* YOUR GOAL *
Repeat, exactly as written, the line with "filename src/infrastructure/persistence/pg_health_repository.rs" and every line that follows it in the material below, ending with the last.

───── ENTRIES PROVIDED ─────

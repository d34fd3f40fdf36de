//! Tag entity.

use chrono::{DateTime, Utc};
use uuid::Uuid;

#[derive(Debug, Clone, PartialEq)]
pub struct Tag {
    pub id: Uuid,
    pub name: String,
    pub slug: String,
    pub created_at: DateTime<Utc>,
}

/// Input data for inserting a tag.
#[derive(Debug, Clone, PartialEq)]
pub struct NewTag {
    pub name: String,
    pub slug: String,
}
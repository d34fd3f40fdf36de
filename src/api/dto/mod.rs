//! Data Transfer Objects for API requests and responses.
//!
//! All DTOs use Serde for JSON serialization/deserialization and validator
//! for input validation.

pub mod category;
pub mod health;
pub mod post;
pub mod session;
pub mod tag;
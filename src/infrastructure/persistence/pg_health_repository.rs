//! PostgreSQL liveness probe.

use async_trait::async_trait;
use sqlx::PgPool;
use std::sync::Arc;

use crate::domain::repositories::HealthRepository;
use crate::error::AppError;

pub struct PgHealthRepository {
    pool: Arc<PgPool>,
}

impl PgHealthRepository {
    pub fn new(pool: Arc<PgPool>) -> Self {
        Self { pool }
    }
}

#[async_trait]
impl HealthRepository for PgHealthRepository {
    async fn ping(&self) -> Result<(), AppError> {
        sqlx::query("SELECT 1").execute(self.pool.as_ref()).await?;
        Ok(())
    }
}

─────

* SOLUTION *
filename src/infrastructure/persistence/pg_health_repository.rs
//! PostgreSQL liveness probe.

use async_trait::async_trait;
use sqlx::PgPool;
use std::sync::Arc;

use crate::domain::repositories::HealthRepository;
use crate::error::AppError;

pub struct PgHealthRepository {
    pool: Arc<PgPool>,
}

impl PgHealthRepository {
    pub fn new(pool: Arc<PgPool>) -> Self {
        Self { pool }
    }
}

#[async_trait]
impl HealthRepository for PgHealthRepository {
    async fn ping(&self) -> Result<(), AppError> {
        sqlx::query("SELECT 1").execute(self.pool.as_ref()).await?;
        Ok(())
    }
}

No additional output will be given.